The offboarding process should include: last working day is documented, access to all CDE systems is suspended/revoked on that day, equipment (laptop, tokens, access cards) is recovered, and the employee no longer has any ability to access CDE systems. Some organizations disable accounts immediately, others disable on the last day — either approach is acceptable as long as the access is actually revoked before the employee leaves.
For employees changing roles within the company, access should be modified on the transition date. The employee should not retain access to their former role's systems while also gaining access to their new role's systems. This is sometimes overlooked when employees are promoted or move to different teams.
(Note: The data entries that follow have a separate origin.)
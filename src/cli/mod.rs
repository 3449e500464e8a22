//! Command-line interface for vaultkv

pub mod args;
pub mod commands;
mod output;

pub use args::{Cli, Commands};

use crate::client::Client;
use crate::config::VaultConfig;
use crate::error::{VaultError, VaultResult};
use crate::kv::Kv;
use std::time::Duration;

/// Server connection after flags, environment and config file are merged
#[derive(Debug, Clone)]
pub struct Connection {
    pub address: String,
    pub token: Option<String>,
    pub timeout: Option<Duration>,
}

impl Connection {
    /// Flags and environment (already folded together by clap) win over the file
    pub fn resolve(address: Option<String>, token: Option<String>, vault: &VaultConfig) -> Self {
        Self {
            address: address.unwrap_or_else(|| vault.address.clone()),
            token: token.or_else(|| vault.token.clone()),
            timeout: vault.timeout(),
        }
    }

    /// Client without requiring a token, for unauthenticated endpoints
    pub fn client(&self) -> Client {
        Client::new(&self.address, self.token.clone(), self.timeout)
    }

    /// Key/value facade; fails early when no token is configured
    pub fn kv(&self) -> VaultResult<Kv> {
        if self.token.is_none() {
            return Err(VaultError::MissingToken);
        }
        Ok(Kv::new(self.client()))
    }
}

/// Run blocking client calls off the async runtime
pub(crate) async fn blocking<T, F>(f: F) -> VaultResult<T>
where
    F: FnOnce() -> VaultResult<T> + Send + 'static,
    T: Send + 'static,
{
    tokio::task::spawn_blocking(f)
        .await
        .map_err(|e| VaultError::Internal(format!("blocking task failed: {e}")))?
}
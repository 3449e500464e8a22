//! HTTP transport abstraction
//!
//! The client never talks to the network directly. It builds a [`Request`]
//! and hands it to a [`Transport`], which returns the raw status and decoded
//! JSON body. Status classification happens one layer up, in the client.

use crate::error::{VaultError, VaultResult};
use percent_encoding::{utf8_percent_encode, AsciiSet, CONTROLS};
use serde::Serialize;
use serde_json::Value;
use std::time::Duration;
use tracing::debug;
use ureq::Agent;

/// Header carrying the client token
pub const TOKEN_HEADER: &str = "X-Vault-Token";

/// Characters escaped inside one path segment
const SEGMENT_ENCODE_SET: &AsciiSet = &CONTROLS
    .add(b' ')
    .add(b'"')
    .add(b'#')
    .add(b'%')
    .add(b'<')
    .add(b'>')
    .add(b'?')
    .add(b'`')
    .add(b'{')
    .add(b'}');

/// HTTP method, including the server's LIST verb
#[derive(Debug, Clone, Copy, PartialEq, Eq)]
pub enum Method {
    Get,
    Put,
    Post,
    Delete,
    List,
}

impl Method {
    /// Method name as the server documents it
    pub fn as_str(&self) -> &'static str {
        match self {
            Method::Get => "GET",
            Method::Put => "PUT",
            Method::Post => "POST",
            Method::Delete => "DELETE",
            Method::List => "LIST",
        }
    }
}

/// A single API request, addressed by logical path (without the `/v1` prefix)
#[derive(Debug, Clone)]
pub struct Request {
    pub method: Method,
    pub path: String,
    pub query: Vec<(String, String)>,
    pub body: Option<Value>,
    pub token: Option<String>,
}

impl Request {
    /// Create a request for the given method and path
    pub fn new(method: Method, path: impl AsRef<str>) -> Self {
        Self {
            method,
            path: path.as_ref().trim_start_matches('/').to_string(),
            query: Vec::new(),
            body: None,
            token: None,
        }
    }

    /// Append a query parameter
    pub fn query(mut self, key: impl Into<String>, value: impl Into<String>) -> Self {
        self.query.push((key.into(), value.into()));
        self
    }

    /// Attach a JSON body
    pub fn json<T: Serialize + ?Sized>(mut self, body: &T) -> VaultResult<Self> {
        self.body = Some(serde_json::to_value(body)?);
        Ok(self)
    }

    /// Look up a query parameter by key
    pub fn query_value(&self, key: &str) -> Option<&str> {
        self.query
            .iter()
            .find(|(k, _)| k == key)
            .map(|(_, v)| v.as_str())
    }
}

/// Raw response: status plus the decoded body, if there was one
#[derive(Debug, Clone)]
pub struct Response {
    pub status: u16,
    pub body: Option<Value>,
}

impl Response {
    /// Whether the status is in the 2xx range
    pub fn is_success(&self) -> bool {
        self.status / 100 == 2
    }

    /// Server-supplied error messages joined by newlines
    pub fn error_message(&self) -> String {
        self.body
            .as_ref()
            .and_then(|b| b.get("errors"))
            .and_then(Value::as_array)
            .map(|errors| {
                errors
                    .iter()
                    .filter_map(Value::as_str)
                    .collect::<Vec<_>>()
                    .join("\n")
            })
            .unwrap_or_default()
    }
}

/// Synchronous request executor
///
/// Implementations must report network-level failures as
/// [`VaultError::Transport`] and return every HTTP status, including 4xx and
/// 5xx, as a [`Response`].
pub trait Transport: Send + Sync {
    /// Execute a request and return the raw response
    fn execute(&self, request: &Request) -> VaultResult<Response>;
}

/// Blocking transport backed by a `ureq` agent
pub struct UreqTransport {
    agent: Agent,
    address: String,
}

impl UreqTransport {
    /// Create a transport for the server at `address` (e.g. `http://127.0.0.1:8200`)
    pub fn new(address: impl AsRef<str>, timeout: Option<Duration>) -> Self {
        let config = Agent::config_builder()
            .http_status_as_error(false)
            .timeout_global(timeout)
            .build();

        Self {
            agent: config.into(),
            address: address.as_ref().trim_end_matches('/').to_string(),
        }
    }

    /// Server address this transport talks to
    pub fn address(&self) -> &str {
        &self.address
    }

    /// Absolute URL for a logical path; each segment is percent-encoded
    fn url(&self, path: &str) -> String {
        let encoded = path
            .trim_start_matches('/')
            .split('/')
            .map(|segment| utf8_percent_encode(segment, SEGMENT_ENCODE_SET).to_string())
            .collect::<Vec<_>>()
            .join("/");
        format!("{}/v1/{}", self.address, encoded)
    }
}

fn prepare<B>(
    mut builder: ureq::RequestBuilder<B>,
    request: &Request,
) -> ureq::RequestBuilder<B> {
    for (key, value) in &request.query {
        builder = builder.query(key, value);
    }
    if let Some(token) = request.token.as_deref() {
        builder = builder.header(TOKEN_HEADER, token);
    }
    builder
}

fn encode_body(request: &Request) -> VaultResult<Vec<u8>> {
    match &request.body {
        Some(body) => Ok(serde_json::to_vec(body)?),
        None => Ok(Vec::new()),
    }
}

fn transport_error(e: ureq::Error) -> VaultError {
    VaultError::Transport(e.to_string())
}

impl Transport for UreqTransport {
    fn execute(&self, request: &Request) -> VaultResult<Response> {
        let url = self.url(&request.path);
        debug!("{} {}", request.method.as_str(), url);

        let result = match request.method {
            Method::Get => prepare(self.agent.get(url.as_str()), request).call(),
            Method::List => {
                prepare(self.agent.get(url.as_str()).query("list", "true"), request).call()
            }
            Method::Delete => prepare(self.agent.delete(url.as_str()), request).call(),
            Method::Put | Method::Post => {
                let builder = if request.method == Method::Put {
                    self.agent.put(url.as_str())
                } else {
                    self.agent.post(url.as_str())
                };
                let body = encode_body(request)?;
                prepare(builder, request)
                    .header("Content-Type", "application/json")
                    .send(&body[..])
            }
        };

        let mut response = result.map_err(transport_error)?;
        let status = response.status().as_u16();
        let text = response
            .body_mut()
            .read_to_string()
            .map_err(transport_error)?;

        // Proxies in front of the server may answer errors with HTML
        let body = if text.trim().is_empty() {
            None
        } else if status / 100 == 2 {
            Some(serde_json::from_str(&text)?)
        } else {
            serde_json::from_str(&text).ok()
        };

        Ok(Response { status, body })
    }
}
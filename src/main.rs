//! vaultkv - Vault key/value client
//!
//! CLI entry point that dispatches to subcommands.

use clap::Parser;
use console::style;
use std::process::ExitCode;
use tracing::debug;
use tracing_subscriber::EnvFilter;
use vaultkv::cli::{commands, Cli, Commands, Connection};
use vaultkv::config::{Config, ConfigManager};
use vaultkv::error::VaultResult;

#[tokio::main]
async fn main() -> ExitCode {
    match run().await {
        Ok(()) => ExitCode::SUCCESS,
        Err(e) => {
            eprintln!("{} {}", style("Error:").red().bold(), e);
            if let Some(hint) = e.hint() {
                eprintln!("{} {}", style("Hint:").yellow(), hint);
            }
            ExitCode::FAILURE
        }
    }
}

fn init_logging(verbose: u8, config: &Config) {
    // 0 = warn, 1 = info, 2+ = debug; the config flag counts as one -v
    let level = verbose.saturating_add(u8::from(config.general.verbose));
    let filter = match level {
        0 => EnvFilter::new("vaultkv=warn"),
        1 => EnvFilter::new("vaultkv=info"),
        _ => EnvFilter::new("vaultkv=debug"),
    };

    let builder = tracing_subscriber::fmt()
        .with_env_filter(filter)
        .with_target(false)
        .without_time()
        .with_writer(std::io::stderr);

    if config.general.log_format == "json" {
        builder.json().init();
    } else {
        builder.init();
    }
}

async fn run() -> VaultResult<()> {
    let cli = Cli::parse();

    // Completions don't need config loading
    if let Commands::Completions { shell } = cli.command {
        return commands::completions(shell);
    }

    let manager = match cli.config {
        Some(ref path) => ConfigManager::with_path(path.clone()),
        None => ConfigManager::default(),
    };
    let config = manager.load().await?;
    init_logging(cli.verbose, &config);
    debug!("Loaded configuration from {}", manager.path().display());

    let conn = Connection::resolve(cli.address, cli.token, &config.vault);

    match cli.command {
        Commands::Completions { .. } => unreachable!("Completions handled above"),
        Commands::Get(args) => commands::get(args, &conn).await,
        Commands::Set(args) => commands::set(args, &conn).await,
        Commands::Delete(args) => commands::delete(args, &conn).await,
        Commands::Undelete(args) => commands::undelete(args, &conn).await,
        Commands::Destroy(args) => commands::destroy(args, &conn).await,
        Commands::Versions(args) => commands::versions(args, &conn).await,
        Commands::List(args) => commands::list(args, &conn).await,
        Commands::MountVersion(args) => commands::mount_version(args, &conn).await,
        Commands::Status => commands::status(&conn).await,
        Commands::Login(args) => commands::login(args, &conn, &config, &manager).await,
        Commands::Config(args) => commands::config(args, &config, &manager).await,
    }
}
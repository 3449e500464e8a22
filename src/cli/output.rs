//! Output helpers for consistent CLI formatting

use console::style;

/// Display a section header
pub fn section(title: &str) {
    println!("{}", style(title).bold().cyan());
}

/// Display a success step
pub fn step_ok(message: &str) {
    println!("  {} {}", style("[OK]").green(), message);
}

/// Display an informational step
pub fn step_info(message: &str) {
    println!("  {} {}", style("[INFO]").cyan(), message);
}

/// Display a warning step with a hint
pub fn step_warn_hint(message: &str, hint: &str) {
    println!("  {} {}", style("[WARN]").yellow(), message);
    println!("       {}", style(hint).dim());
}

/// Display an error step with detail
pub fn step_error_detail(message: &str, detail: &str) {
    eprintln!("  {} {}: {}", style("[ERROR]").red(), message, detail);
}

/// Display a label/value row
pub fn field(label: &str, value: impl std::fmt::Display) {
    println!("  {:<14} {}", style(label).bold(), value);
}
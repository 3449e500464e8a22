//! Status classification and ambiguous-status disambiguation
//!
//! The server reuses 503 for both "sealed" and "uninitialized", and some
//! privileged endpoints answer 400 before checking initialization. Neither
//! can be resolved from the response alone, so classification is a two-step
//! decision: map the status, then, if the answer is ambiguous, ask the
//! server about its own state in a fixed order.

use crate::error::{VaultError, VaultResult};
use tracing::debug;

/// Read-only questions the classifier may ask the server
///
/// Implementations must not themselves run disambiguation, or a 503 from a
/// probe would recurse.
pub trait StateProbe {
    /// Whether the server reports itself initialized
    fn probe_initialized(&self) -> VaultResult<bool>;

    /// Whether the server reports itself sealed
    fn probe_sealed(&self) -> VaultResult<bool>;
}

/// First-pass result of looking at a status code
#[derive(Debug)]
pub enum Classification {
    /// The status alone determines the error
    Final(VaultError),
    /// 503: sealed or uninitialized, needs probing
    Unavailable(String),
}

/// Map a failed status and its joined error messages to a classification
pub fn classify_status(status: u16, message: String) -> Classification {
    match status {
        400 => Classification::Final(VaultError::BadRequest(message)),
        403 => Classification::Final(VaultError::Forbidden(message)),
        404 => Classification::Final(VaultError::NotFound(message)),
        500 => Classification::Final(VaultError::InternalServer(message)),
        503 => Classification::Unavailable(message),
        _ => Classification::Final(VaultError::Generic { status, message }),
    }
}

/// Resolve a 503 into Uninitialized, Sealed, or a generic error
///
/// A failing probe is returned as-is.
pub fn disambiguate_unavailable(message: String, probe: &dyn StateProbe) -> VaultError {
    match probe.probe_initialized() {
        Err(e) => return e,
        Ok(false) => {
            debug!("503 resolved to uninitialized");
            return VaultError::Uninitialized(message);
        }
        Ok(true) => {}
    }

    match probe.probe_sealed() {
        Err(e) => e,
        Ok(true) => {
            debug!("503 resolved to sealed");
            VaultError::Sealed(message)
        }
        Ok(false) => {
            debug!("503 from an unsealed, initialized server");
            VaultError::Generic {
                status: 503,
                message,
            }
        }
    }
}

/// Reclassify a BadRequest from a privileged endpoint as Uninitialized when
/// the server says it is not initialized. Other errors pass through.
pub fn reclassify_bad_request(err: VaultError, probe: &dyn StateProbe) -> VaultError {
    let VaultError::BadRequest(message) = err else {
        return err;
    };

    match probe.probe_initialized() {
        Err(e) => e,
        Ok(false) => {
            debug!("400 on privileged endpoint resolved to uninitialized");
            VaultError::Uninitialized(message)
        }
        Ok(true) => VaultError::BadRequest(message),
    }
}
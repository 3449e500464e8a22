//! Set command - write a secret

use crate::cli::args::SetArgs;
use crate::cli::{blocking, output, Connection};
use crate::error::VaultResult;
use crate::kv::KvSetOpts;
use serde_json::{Map, Value};

/// Execute the set command
pub async fn execute(args: SetArgs, conn: &Connection) -> VaultResult<()> {
    let kv = conn.kv()?;
    let values = to_object(args.fields);
    let opts = KvSetOpts { cas: args.cas };

    let path = args.path.clone();
    let version = blocking(move || kv.set(&path, &values, Some(&opts))).await?;

    output::step_ok(&format!(
        "Wrote {} (version {})",
        args.path, version.version
    ));
    Ok(())
}

/// Later duplicates of a key win
fn to_object(fields: Vec<(String, String)>) -> Value {
    let map: Map<String, Value> = fields
        .into_iter()
        .map(|(k, v)| (k, Value::String(v)))
        .collect();
    Value::Object(map)
}
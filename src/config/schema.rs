//! Configuration schema for vaultkv
//!
//! Configuration is stored at `~/.config/vaultkv/config.toml`

use serde::{Deserialize, Serialize};

/// Root configuration structure
#[derive(Debug, Clone, Default, Serialize, Deserialize)]
#[serde(default)]
pub struct Config {
    /// General settings
    pub general: GeneralConfig,

    /// Server connection
    pub vault: VaultConfig,

    /// Login defaults
    pub auth: AuthConfig,
}

/// General application settings
#[derive(Debug, Clone, Serialize, Deserialize)]
#[serde(default)]
pub struct GeneralConfig {
    /// Enable verbose logging
    pub verbose: bool,

    /// Log format: "text" or "json"
    pub log_format: String,
}

impl Default for GeneralConfig {
    fn default() -> Self {
        Self {
            verbose: false,
            log_format: "text".to_string(),
        }
    }
}

/// Server connection settings
#[derive(Debug, Clone, Serialize, Deserialize)]
#[serde(default)]
pub struct VaultConfig {
    /// Server address, without the `/v1` prefix
    pub address: String,

    /// Client token; VAULT_TOKEN takes precedence
    #[serde(skip_serializing_if = "Option::is_none")]
    pub token: Option<String>,

    /// Per-request timeout in seconds (0 disables)
    pub timeout_secs: u64,
}

impl Default for VaultConfig {
    fn default() -> Self {
        Self {
            address: "http://127.0.0.1:8200".to_string(),
            token: None,
            timeout_secs: 60,
        }
    }
}

/// Auth method used by `vaultkv login`
#[derive(Debug, Clone, Copy, Default, PartialEq, Eq, Serialize, Deserialize)]
#[serde(rename_all = "lowercase")]
pub enum AuthMethod {
    #[default]
    Token,
    Userpass,
    Ldap,
    Github,
}

impl std::str::FromStr for AuthMethod {
    type Err = String;

    fn from_str(s: &str) -> Result<Self, Self::Err> {
        match s {
            "token" => Ok(Self::Token),
            "userpass" => Ok(Self::Userpass),
            "ldap" => Ok(Self::Ldap),
            "github" => Ok(Self::Github),
            other => Err(format!(
                "unknown auth method '{other}' (expected token, userpass, ldap or github)"
            )),
        }
    }
}

/// Login defaults
#[derive(Debug, Clone, Default, Serialize, Deserialize)]
#[serde(default)]
pub struct AuthConfig {
    /// Default method for `vaultkv login`
    pub method: AuthMethod,

    /// Default username for userpass and ldap
    #[serde(skip_serializing_if = "Option::is_none")]
    pub username: Option<String>,
}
| Indonesian organizations with high staff turnover — particularly fintech companies with large engineering teams and competitive labor markets — face ongoing access revocation challenges. We recommend automating the offboarding trigger from the HR system to the IAM system, with automatic account suspension on the termination date, followed by manual review of access removal within 24 hours. Manual review catches edge cases (contractors who need extended access, employees working notice periods who still need some access) while ensuring that the default is immediate revocation. |
Evidence Package for Requirements 7 and 8
QSAs testing Requirements 7 and 8 require: role catalog (documenting all CDE roles and their access levels), access provisioning documentation (showing access requests, approvals, and provisioning records), current access lists (report of all users with CDE access), access review documentation (quarterly reviews with manager approval), MFA configuration documentation (systems protected with MFA, MFA solution deployment), MFA testing results (evidence that MFA is actually required), PAM configuration and logs (recording of privileged sessions), service account inventory (list of all service accounts, their purposes, and their access rights), service account credential rotation evidence (logs or tickets showing rotation activities), and offboarding procedures (documented process for revoking access when employees leave).
The most compelling evidence is actual audit logs from the IAM system showing access grants, removals, and reviews. Screenshots of the MFA system configuration showing MFA is required for all CDE access are essential. Actual provisioning tickets from the past year showing the full workflow (request, approval, provisioning, notification) are better evidence than generic policy documents.